Repeat every entry below exactly as given.
[[ Data supplied, beginning ]]
//! DNS over TCP (RFC 1035 §4.2.2): each message is prefixed with a
//! two-byte big-endian length.

use super::DnsTransport;
use async_trait::async_trait;
use rootward_domain::ResolverError;
use std::net::SocketAddr;
use std::time::Duration;
use tokio::io::{AsyncReadExt, AsyncWriteExt};
use tokio::net::TcpStream;

const MAX_TCP_MESSAGE_SIZE: usize = 65535;

pub struct TcpTransport {
    server_addr: SocketAddr,
}

impl TcpTransport {
    pub fn new(server_addr: SocketAddr) -> Self {
        Self { server_addr }
    }

    fn err(&self, reason: String) -> ResolverError {
        ResolverError::Transport {
            server: self.server_addr.to_string(),
            reason,
        }
    }
}

#[async_trait]
impl DnsTransport for TcpTransport {
    async fn send(
        &self,
        message_bytes: &[u8],
        timeout: Duration,
    ) -> Result<Vec<u8>, ResolverError> {
        let mut stream = tokio::time::timeout(timeout, TcpStream::connect(self.server_addr))
            .await
            .map_err(|_| self.err("timeout connecting".into()))?
            .map_err(|e| self.err(format!("connection failed: {e}")))?;

        let length = (message_bytes.len() as u16).to_be_bytes();

        tokio::time::timeout(timeout, async {
            stream.write_all(&length).await?;
            stream.write_all(message_bytes).await?;
            stream.flush().await
        })
        .await
        .map_err(|_| self.err("timeout sending TCP query".into()))?
        .map_err(|e| self.err(format!("failed to send TCP query: {e}")))?;

        let response = tokio::time::timeout(timeout, async {
            let mut len_buf = [0u8; 2];
            stream
                .read_exact(&mut len_buf)
                .await
                .map_err(|e| self.err(format!("failed to read response length: {e}")))?;

            let response_len = u16::from_be_bytes(len_buf) as usize;
            if response_len > MAX_TCP_MESSAGE_SIZE {
                return Err(self.err(format!("response too large: {response_len} bytes")));
            }

            let mut response = vec![0u8; response_len];
            stream
                .read_exact(&mut response)
                .await
                .map_err(|e| self.err(format!("failed to read response body: {e}")))?;

            Ok(response)
        })
        .await
        .map_err(|_| self.err("timeout waiting for TCP response".into()))??;

        Ok(response)
    }
}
[[ Data supplied, end ]]
• _Result_
//! DNS over TCP (RFC 1035 §4.2.2): each message is prefixed with a
//! two-byte big-endian length.

use super::DnsTransport;
use async_trait::async_trait;
use rootward_domain::ResolverError;
use std::net::SocketAddr;
use std::time::Duration;
use tokio::io::{AsyncReadExt, AsyncWriteExt};
use tokio::net::TcpStream;

const MAX_TCP_MESSAGE_SIZE: usize = 65535;

pub struct TcpTransport {
    server_addr: SocketAddr,
}

impl TcpTransport {
    pub fn new(server_addr: SocketAddr) -> Self {
        Self { server_addr }
    }

    fn err(&self, reason: String) -> ResolverError {
        ResolverError::Transport {
            server: self.server_addr.to_string(),
            reason,
        }
    }
}

#[async_trait]
impl DnsTransport for TcpTransport {
    async fn send(
        &self,
        message_bytes: &[u8],
        timeout: Duration,
    ) -> Result<Vec<u8>, ResolverError> {
        let mut stream = tokio::time::timeout(timeout, TcpStream::connect(self.server_addr))
            .await
            .map_err(|_| self.err("timeout connecting".into()))?
            .map_err(|e| self.err(format!("connection failed: {e}")))?;

        let length = (message_bytes.len() as u16).to_be_bytes();

        tokio::time::timeout(timeout, async {
            stream.write_all(&length).await?;
            stream.write_all(message_bytes).await?;
            stream.flush().await
        })
        .await
        .map_err(|_| self.err("timeout sending TCP query".into()))?
        .map_err(|e| self.err(format!("failed to send TCP query: {e}")))?;

        let response = tokio::time::timeout(timeout, async {
            let mut len_buf = [0u8; 2];
            stream
                .read_exact(&mut len_buf)
                .await
                .map_err(|e| self.err(format!("failed to read response length: {e}")))?;

            let response_len = u16::from_be_bytes(len_buf) as usize;
            if response_len > MAX_TCP_MESSAGE_SIZE {
                return Err(self.err(format!("response too large: {response_len} bytes")));
            }

            let mut response = vec![0u8; response_len];
            stream
                .read_exact(&mut response)
                .await
                .map_err(|e| self.err(format!("failed to read response body: {e}")))?;

            Ok(response)
        })
        .await
        .map_err(|_| self.err("timeout waiting for TCP response".into()))??;

        Ok(response)
    }
}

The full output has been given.